EXERCISE DESCRIPTION: Filter out all lines without the word "clear" from the data below, please, and copy the rest.

Content starts

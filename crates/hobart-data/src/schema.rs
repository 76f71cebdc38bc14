//! Column schema of the holdings table.
//!
//! One row per (manager, security) pair in a single reporting period, in a
//! fixed column order: identifier, security id, weight, five stock
//! characteristics, log market equity, and its instrument.

use crate::error::{DataError, Result};
use polars::prelude::*;

/// Investor identifier column.
pub const MANAGER_ID: &str = "manager_id";

/// Security identifier column. Carried through selection, unused by the
/// estimators.
pub const PERMNO: &str = "permno";

/// Portfolio weight column.
pub const WEIGHT: &str = "weight";

/// Characteristic columns, in model order.
pub const CHARACTERISTICS: [&str; 5] = [
    "ln_be",
    "profitability",
    "investment",
    "dividends_to_book",
    "market_beta",
];

/// Log market equity column (endogenous regressor).
pub const LN_ME: &str = "ln_me";

/// Instrument column for log market equity.
pub const LN_ME_IV: &str = "ln_me_iv";

/// All columns in file order.
pub fn all_columns() -> Vec<&'static str> {
    let mut columns = vec![MANAGER_ID, PERMNO, WEIGHT];
    columns.extend(CHARACTERISTICS);
    columns.push(LN_ME);
    columns.push(LN_ME_IV);
    columns
}

/// Columns the estimators consume as floating point.
pub fn numeric_columns() -> Vec<&'static str> {
    let mut columns = vec![WEIGHT];
    columns.extend(CHARACTERISTICS);
    columns.push(LN_ME);
    columns.push(LN_ME_IV);
    columns
}

/// Check that every schema column is present.
///
/// # Errors
/// Returns [`DataError::MissingColumn`] naming the first absent column.
pub fn validate(df: &DataFrame) -> Result<()> {
    for name in all_columns() {
        if df.column(name).is_err() {
            return Err(DataError::MissingColumn(name.to_string()));
        }
    }
    Ok(())
}

/// Validate and coerce a raw holdings table into the canonical layout:
/// identifier columns as `i64`, numeric columns as `f64`, schema column
/// order.
///
/// # Errors
/// Returns an error when a column is missing or a cast fails.
pub fn normalize(df: DataFrame) -> Result<DataFrame> {
    validate(&df)?;

    let mut casts: Vec<Expr> = vec![
        col(MANAGER_ID).cast(DataType::Int64),
        col(PERMNO).cast(DataType::Int64),
    ];
    casts.extend(
        numeric_columns()
            .into_iter()
            .map(|name| col(name).cast(DataType::Float64)),
    );

    let selection: Vec<Expr> = all_columns().into_iter().map(col).collect();
    let normalized = df.lazy().with_columns(casts).select(&selection).collect()?;
    Ok(normalized)
}
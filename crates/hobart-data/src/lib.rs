#![doc = include_str!("../README.md")]
#![doc(issue_tracker_base_url = "https://github.com/factordynamics/hobart/issues/")]
#![cfg_attr(docsrs, feature(doc_cfg, doc_auto_cfg))]
#![warn(missing_docs)]
#![forbid(unsafe_code)]

pub mod cache;
pub mod error;
pub mod fetch;
pub mod schema;
pub mod select;

pub use error::{DataError, Result};
pub use fetch::{DEFAULT_DATASET_URL, FetchConfig, HoldingsProvider};

/// Version information.
pub const VERSION: &str = env!("CARGO_PKG_VERSION");

#[cfg(test)]
mod tests {
    use super::*;

    #[test]
    fn test_version() {
        assert!(!VERSION.is_empty());
    }
}
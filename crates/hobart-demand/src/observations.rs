//! Observation set for one (investor, period) pair.
//!
//! One row per security the investor could hold: the portfolio weight
//! (zero for securities not held), log market equity, its instrument, and a
//! fixed-width vector of stock characteristics. The remainder of the
//! portfolio is the outside asset and is never materialized as a row.

use crate::error::DemandError;
use ndarray::{Array1, Array2, s};

/// Slack allowed on the weights-sum-to-at-most-one invariant.
const WEIGHT_SUM_TOLERANCE: f64 = 1e-6;

/// Holdings of a single investor in a single reporting period.
///
/// Construction validates the input contract once; the set is read-only
/// afterwards, so estimator calls stay pure functions of their arguments.
#[derive(Debug, Clone)]
pub struct ObservationSet {
    weights: Array1<f64>,
    ln_market_equity: Array1<f64>,
    instrument: Array1<f64>,
    characteristics: Array2<f64>,
}

impl ObservationSet {
    /// Assemble and validate an observation set.
    ///
    /// # Arguments
    /// * `weights` - portfolio weights, one per security, zero for no position
    /// * `ln_market_equity` - log market equity (endogenous regressor)
    /// * `instrument` - instrument for log market equity
    /// * `characteristics` - one row per security, one column per characteristic
    ///
    /// # Errors
    /// Returns an error when row counts disagree, any value is non-finite,
    /// a weight is negative, the weights sum above one, there is no
    /// characteristic column, or no strictly positive weight exists.
    pub fn new(
        weights: Array1<f64>,
        ln_market_equity: Array1<f64>,
        instrument: Array1<f64>,
        characteristics: Array2<f64>,
    ) -> Result<Self, DemandError> {
        let n = weights.len();
        if ln_market_equity.len() != n {
            return Err(DemandError::DimensionMismatch { expected: n, actual: ln_market_equity.len() });
        }
        if instrument.len() != n {
            return Err(DemandError::DimensionMismatch { expected: n, actual: instrument.len() });
        }
        if characteristics.nrows() != n {
            return Err(DemandError::DimensionMismatch { expected: n, actual: characteristics.nrows() });
        }
        if characteristics.ncols() == 0 {
            return Err(DemandError::InvalidData(
                "at least one characteristic column is required".to_string(),
            ));
        }

        let all_finite = weights.iter()
            .chain(ln_market_equity.iter())
            .chain(instrument.iter())
            .chain(characteristics.iter())
            .all(|v| v.is_finite());
        if !all_finite {
            return Err(DemandError::InvalidData(
                "non-finite value in observation set".to_string(),
            ));
        }

        if let Some(w) = weights.iter().find(|w| **w < 0.0) {
            return Err(DemandError::InvalidData(format!("negative portfolio weight {w}")));
        }

        let weight_sum: f64 = weights.sum();
        if weight_sum > 1.0 + WEIGHT_SUM_TOLERANCE {
            return Err(DemandError::InvalidData(format!(
                "portfolio weights sum to {weight_sum}, above one"
            )));
        }

        let set = Self { weights, ln_market_equity, instrument, characteristics };
        if set.n_positive() == 0 {
            return Err(DemandError::InsufficientData { required: 1, actual: 0 });
        }
        Ok(set)
    }

    /// Number of securities in the set, held or not.
    pub fn len(&self) -> usize {
        self.weights.len()
    }

    /// Whether the set has no rows.
    pub fn is_empty(&self) -> bool {
        self.weights.is_empty()
    }

    /// Width of the characteristic vector.
    pub fn characteristic_count(&self) -> usize {
        self.characteristics.ncols()
    }

    /// Number of strictly positive holdings.
    pub fn n_positive(&self) -> usize {
        self.weights.iter().filter(|w| **w > 0.0).count()
    }

    /// Portfolio weights.
    pub const fn weights(&self) -> &Array1<f64> {
        &self.weights
    }

    /// Log market equity per security.
    pub const fn ln_market_equity(&self) -> &Array1<f64> {
        &self.ln_market_equity
    }

    /// Instrument for log market equity per security.
    pub const fn instrument(&self) -> &Array1<f64> {
        &self.instrument
    }

    /// Characteristic matrix (n x k).
    pub const fn characteristics(&self) -> &Array2<f64> {
        &self.characteristics
    }

    /// The subset of rows with strictly positive weight.
    ///
    /// The log-ratio transform of the linear estimator is undefined at a
    /// weight of zero, so it operates on this view; the nonlinear estimator
    /// keeps every row.
    pub fn positive_holdings(&self) -> Self {
        let keep: Vec<usize> = self
            .weights
            .iter()
            .enumerate()
            .filter(|(_, w)| **w > 0.0)
            .map(|(i, _)| i)
            .collect();

        let k = self.characteristic_count();
        let mut characteristics = Array2::zeros((keep.len(), k));
        for (row, &i) in keep.iter().enumerate() {
            characteristics.row_mut(row).assign(&self.characteristics.row(i));
        }

        Self {
            weights: keep.iter().map(|&i| self.weights[i]).collect(),
            ln_market_equity: keep.iter().map(|&i| self.ln_market_equity[i]).collect(),
            instrument: keep.iter().map(|&i| self.instrument[i]).collect(),
            characteristics,
        }
    }

    /// Design matrix `[ln_me | characteristics | 1]`, shape (n, k+2).
    pub fn design_matrix(&self) -> Array2<f64> {
        self.with_leading_column(&self.ln_market_equity)
    }

    /// Instrument matrix `[ln_me_iv | characteristics | 1]`, shape (n, k+2).
    pub fn instrument_matrix(&self) -> Array2<f64> {
        self.with_leading_column(&self.instrument)
    }

    /// Reduced design `[characteristics | 1]`, shape (n, k+1), used when the
    /// market-equity coefficient is fixed at the ceiling.
    pub fn reduced_design_matrix(&self) -> Array2<f64> {
        let k = self.characteristic_count();
        let mut m = Array2::ones((self.len(), k + 1));
        m.slice_mut(s![.., ..k]).assign(&self.characteristics);
        m
    }

    fn with_leading_column(&self, first: &Array1<f64>) -> Array2<f64> {
        let k = self.characteristic_count();
        let mut m = Array2::ones((self.len(), k + 2));
        m.column_mut(0).assign(first);
        m.slice_mut(s![.., 1..=k]).assign(&self.characteristics);
        m
    }
}
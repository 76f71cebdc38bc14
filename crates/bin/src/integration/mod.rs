//! Integration module for the estimation pipeline.
//!
//! Bridges the holdings `DataFrame` coming out of `hobart-data` to the
//! `ObservationSet` the estimators consume, and the fits back into a
//! `DemandSummary` for display.

pub(crate) mod pipeline;
//! Hobart CLI binary.
//!
//! Provides command-line interface for the Hobart demand model.

mod integration;

use clap::{Parser, Subcommand};
use hobart::ManagerUniverse;
use hobart_data::fetch::{self, HoldingsProvider};
use hobart_data::{FetchConfig, cache};
use hobart_demand::{
    LinearIvConfig, LinearIvEstimator, NonlinearIvConfig, NonlinearIvEstimator,
};
use hobart_output::{ExportFormat, Exporter};
use indicatif::{ProgressBar, ProgressStyle};
use integration::pipeline::{summarize, to_observation_set};
use polars::prelude::DataFrame;
use std::path::PathBuf;
use std::process;
use std::time::Duration;

#[derive(Parser)]
#[command(name = "hobart")]
#[command(about = "Hobart: institutional asset demand estimation", long_about = None)]
#[command(version)]
struct Cli {
    #[command(subcommand)]
    command: Commands,
}

#[derive(Subcommand)]
enum Commands {
    /// Estimate demand coefficients for one or more managers
    Estimate {
        /// Manager identifiers to estimate, one independent fit each
        #[arg(required = true)]
        manager_ids: Vec<i64>,

        /// Read the holdings table from a local CSV instead of downloading
        #[arg(long)]
        file: Option<PathBuf>,

        /// Override the dataset URL
        #[arg(long)]
        url: Option<String>,

        /// Ceiling on the market-equity coefficient
        #[arg(long, default_value_t = hobart_demand::DEFAULT_CEILING)]
        ceiling: f64,

        /// Convergence tolerance of the nonlinear iteration
        #[arg(long, default_value_t = hobart_demand::DEFAULT_TOLERANCE)]
        tolerance: f64,

        /// Step budget of the nonlinear iteration
        #[arg(long, default_value_t = hobart_demand::DEFAULT_MAX_ITERATIONS)]
        max_iterations: usize,

        /// Disable caching (always fetch fresh data)
        #[arg(long)]
        no_cache: bool,

        /// Force refresh cached data
        #[arg(long)]
        refresh: bool,

        /// Output format (text or json)
        #[arg(long, default_value = "text")]
        format: String,
    },

    /// List the managers present in the holdings table
    Managers {
        /// Read the holdings table from a local CSV instead of downloading
        #[arg(long)]
        file: Option<PathBuf>,

        /// Override the dataset URL
        #[arg(long)]
        url: Option<String>,

        /// Disable caching (always fetch fresh data)
        #[arg(long)]
        no_cache: bool,
    },

    /// Show or clear the dataset cache
    Cache {
        /// Remove the cached dataset
        #[arg(long)]
        clear: bool,

        /// Override the dataset URL the cache entry belongs to
        #[arg(long)]
        url: Option<String>,
    },
}

#[tokio::main]
async fn main() {
    if let Err(e) = run().await {
        eprintln!("Error: {}", e);
        process::exit(1);
    }
}

async fn run() -> Result<(), Box<dyn std::error::Error>> {
    let cli = Cli::parse();

    match cli.command {
        Commands::Estimate {
            manager_ids,
            file,
            url,
            ceiling,
            tolerance,
            max_iterations,
            no_cache,
            refresh,
            format,
        } => {
            let config = FetchConfig {
                use_cache: !no_cache,
                force_refresh: refresh,
            };
            let holdings = load_holdings(file, url, &config).await?;
            estimate_managers(
                &holdings,
                &manager_ids,
                ceiling,
                tolerance,
                max_iterations,
                &format,
            )?;
        }
        Commands::Managers { file, url, no_cache } => {
            let config = FetchConfig {
                use_cache: !no_cache,
                force_refresh: false,
            };
            let holdings = load_holdings(file, url, &config).await?;
            list_managers(&holdings)?;
        }
        Commands::Cache { clear, url } => {
            cache_status(clear, url)?;
        }
    }

    Ok(())
}

/// Load the holdings table from a local file or over HTTP with a progress
/// spinner.
async fn load_holdings(
    file: Option<PathBuf>,
    url: Option<String>,
    config: &FetchConfig,
) -> Result<DataFrame, Box<dyn std::error::Error>> {
    if let Some(path) = file {
        println!("Loading holdings from {}...", path.display());
        let df = fetch::load_file(&path)?;
        println!("  {} rows", df.height());
        return Ok(df);
    }

    let provider = match url {
        Some(url) => HoldingsProvider::with_url(url),
        None => HoldingsProvider::new(),
    };

    let pb = ProgressBar::new_spinner();
    pb.set_style(
        ProgressStyle::default_spinner()
            .template("{spinner:.green} {msg}")
            .expect("valid template"),
    );
    pb.enable_steady_tick(Duration::from_millis(100));
    pb.set_message(format!("Fetching holdings from {}...", provider.url()));

    match provider.fetch(config).await {
        Ok(df) => {
            pb.finish_with_message(format!("Fetched {} rows", df.height()));
            Ok(df)
        }
        Err(e) => {
            pb.finish_with_message("Failed!");
            Err(format!("Failed to fetch holdings: {}", e).into())
        }
    }
}

fn estimate_managers(
    holdings: &DataFrame,
    manager_ids: &[i64],
    ceiling: f64,
    tolerance: f64,
    max_iterations: usize,
    format: &str,
) -> Result<(), Box<dyn std::error::Error>> {
    let linear_estimator = LinearIvEstimator::new(LinearIvConfig { ceiling });
    let nonlinear_estimator = NonlinearIvEstimator::new(NonlinearIvConfig {
        ceiling,
        tolerance,
        max_iterations,
    });
    let is_json = format.to_lowercase() == "json";

    let mut summaries = Vec::with_capacity(manager_ids.len());
    for &manager_id in manager_ids {
        let rows = hobart_data::select::manager_holdings(holdings, manager_id)?;
        let observations = to_observation_set(&rows)?;

        if !is_json {
            println!(
                "\nManager {}: {} securities ({} held)",
                manager_id,
                observations.len(),
                observations.n_positive()
            );
            print!("  Linear IV...");
        }
        let linear = linear_estimator.estimate(&observations)?;
        if !is_json {
            println!(
                " done{}",
                if linear.constrained { " (ceiling binding)" } else { "" }
            );
            print!("  Nonlinear IV...");
        }
        let nonlinear = nonlinear_estimator.estimate(&observations, &linear.coefficients)?;
        if !is_json {
            println!(
                " converged in {} iteration(s){}",
                nonlinear.iterations,
                if nonlinear.constrained { " (ceiling binding)" } else { "" }
            );
        }

        summaries.push(summarize(manager_id, &observations, &linear, &nonlinear));
    }

    if is_json {
        println!("{}", summaries.export_to_string(ExportFormat::PrettyJson)?);
    } else {
        for summary in &summaries {
            println!("{}", summary.to_ascii_table());
        }
    }

    Ok(())
}

fn list_managers(holdings: &DataFrame) -> Result<(), Box<dyn std::error::Error>> {
    let universe = ManagerUniverse::from_dataframe(holdings)?;

    println!("Holdings Table Managers");
    println!("=======================\n");
    println!("Distinct managers: {}\n", universe.size());
    println!("{:<12} {:>12} {:>12}", "Manager", "Securities", "Held");
    for manager in universe.managers() {
        println!(
            "{:<12} {:>12} {:>12}",
            manager.manager_id, manager.n_holdings, manager.n_positive
        );
    }

    Ok(())
}

fn cache_status(clear: bool, url: Option<String>) -> Result<(), Box<dyn std::error::Error>> {
    let provider = match url {
        Some(url) => HoldingsProvider::with_url(url),
        None => HoldingsProvider::new(),
    };
    let dir = cache::default_dir()?;
    let name = provider.cache_name();

    if clear {
        cache::remove(&dir, name)?;
        println!("Removed cached dataset {}", dir.join(name).display());
        return Ok(());
    }

    let info = cache::info(&dir, name);
    println!("Dataset cache");
    println!("=============\n");
    println!("  Path:     {}", info.path.display());
    if info.exists {
        println!("  Size:     {} bytes", info.size_bytes);
        if let Some(modified) = info.modified {
            println!("  Updated:  {}", modified.format("%Y-%m-%d %H:%M:%S UTC"));
        }
    } else {
        println!("  Status:   not cached");
    }

    Ok(())
}
//! Error types for data operations.

use thiserror::Error;

/// Result type for data operations.
pub type Result<T> = std::result::Result<T, DataError>;

/// Errors that can occur during data operations.
#[derive(Debug, Error)]
pub enum DataError {
    /// Network error
    #[error("Network error: {0}")]
    Network(#[from] reqwest::Error),

    /// HTTP error status
    #[error("HTTP error: {0}")]
    Http(String),

    /// Polars error
    #[error("Polars error: {0}")]
    Polars(#[from] polars::prelude::PolarsError),

    /// IO error
    #[error("IO error: {0}")]
    Io(#[from] std::io::Error),

    /// Required column missing from the holdings table
    #[error("Missing column in holdings table: {0}")]
    MissingColumn(String),

    /// No rows for the requested investor
    #[error("No holdings found for manager {0}")]
    ManagerNotFound(i64),

    /// Cache error
    #[error("Cache error: {0}")]
    Cache(String),

    /// Data parsing error
    #[error("Data parsing error: {0}")]
    Parse(String),
}
#![doc = include_str!("../README.md")]
#![doc(issue_tracker_base_url = "https://github.com/factordynamics/hobart/issues/")]
#![cfg_attr(docsrs, feature(doc_cfg, doc_auto_cfg))]
#![warn(missing_docs)]
#![forbid(unsafe_code)]

pub mod managers;

// Re-export main types from sub-crates
pub use hobart_data as data;
pub use hobart_demand as demand;
pub use hobart_output as output;

// Re-export common universe types
pub use managers::{ManagerSummary, ManagerUniverse};

/// Version information.
pub const VERSION: &str = env!("CARGO_PKG_VERSION");

#[cfg(test)]
mod tests {
    use super::*;

    #[test]
    fn test_version() {
        assert!(!VERSION.is_empty());
    }
}
//! Byte-level file cache for downloaded datasets.
//!
//! The holdings dataset is one file per period, so caching is a plain
//! write-through of the downloaded bytes under the platform cache
//! directory.

use crate::error::{DataError, Result};
use chrono::{DateTime, Utc};
use serde::{Deserialize, Serialize};
use std::fs;
use std::path::{Path, PathBuf};

/// Default cache directory, `<platform cache dir>/hobart`.
///
/// # Errors
/// Returns an error when the platform exposes no cache directory.
pub fn default_dir() -> Result<PathBuf> {
    dirs::cache_dir()
        .map(|base| base.join("hobart"))
        .ok_or_else(|| DataError::Cache("no platform cache directory".to_string()))
}

/// Read a cached dataset, `None` when absent.
///
/// # Errors
/// Returns an error when the file exists but cannot be read.
pub fn read(dir: &Path, name: &str) -> Result<Option<Vec<u8>>> {
    let path = dir.join(name);
    if !path.exists() {
        return Ok(None);
    }
    Ok(Some(fs::read(path)?))
}

/// Write a dataset into the cache, creating the directory if needed.
///
/// # Errors
/// Returns an error when the directory or file cannot be written.
pub fn write(dir: &Path, name: &str, bytes: &[u8]) -> Result<PathBuf> {
    fs::create_dir_all(dir)?;
    let path = dir.join(name);
    fs::write(&path, bytes)?;
    Ok(path)
}

/// Remove one cached dataset if present.
///
/// # Errors
/// Returns an error when the file exists but cannot be removed.
pub fn remove(dir: &Path, name: &str) -> Result<()> {
    let path = dir.join(name);
    if path.exists() {
        fs::remove_file(path)?;
    }
    Ok(())
}

/// Status of one cached dataset, for CLI display.
#[derive(Debug, Clone, Serialize, Deserialize)]
pub struct CacheInfo {
    /// Full path of the cached file.
    pub path: PathBuf,
    /// Whether the file is present.
    pub exists: bool,
    /// File size in bytes, zero when absent.
    pub size_bytes: u64,
    /// Last modification time, when available.
    pub modified: Option<DateTime<Utc>>,
}

/// Inspect the cache entry for a dataset.
pub fn info(dir: &Path, name: &str) -> CacheInfo {
    let path = dir.join(name);
    match fs::metadata(&path) {
        Ok(meta) => CacheInfo {
            exists: true,
            size_bytes: meta.len(),
            modified: meta.modified().ok().map(DateTime::<Utc>::from),
            path,
        },
        Err(_) => CacheInfo { path, exists: false, size_bytes: 0, modified: None },
    }
}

Content ends

SOLUTION TO THE PROBLEM:
    /// Show or clear the dataset cache
        clear: bool,
        Commands::Cache { clear, url } => {
            cache_status(clear, url)?;
fn cache_status(clear: bool, url: Option<String>) -> Result<(), Box<dyn std::error::Error>> {
    if clear {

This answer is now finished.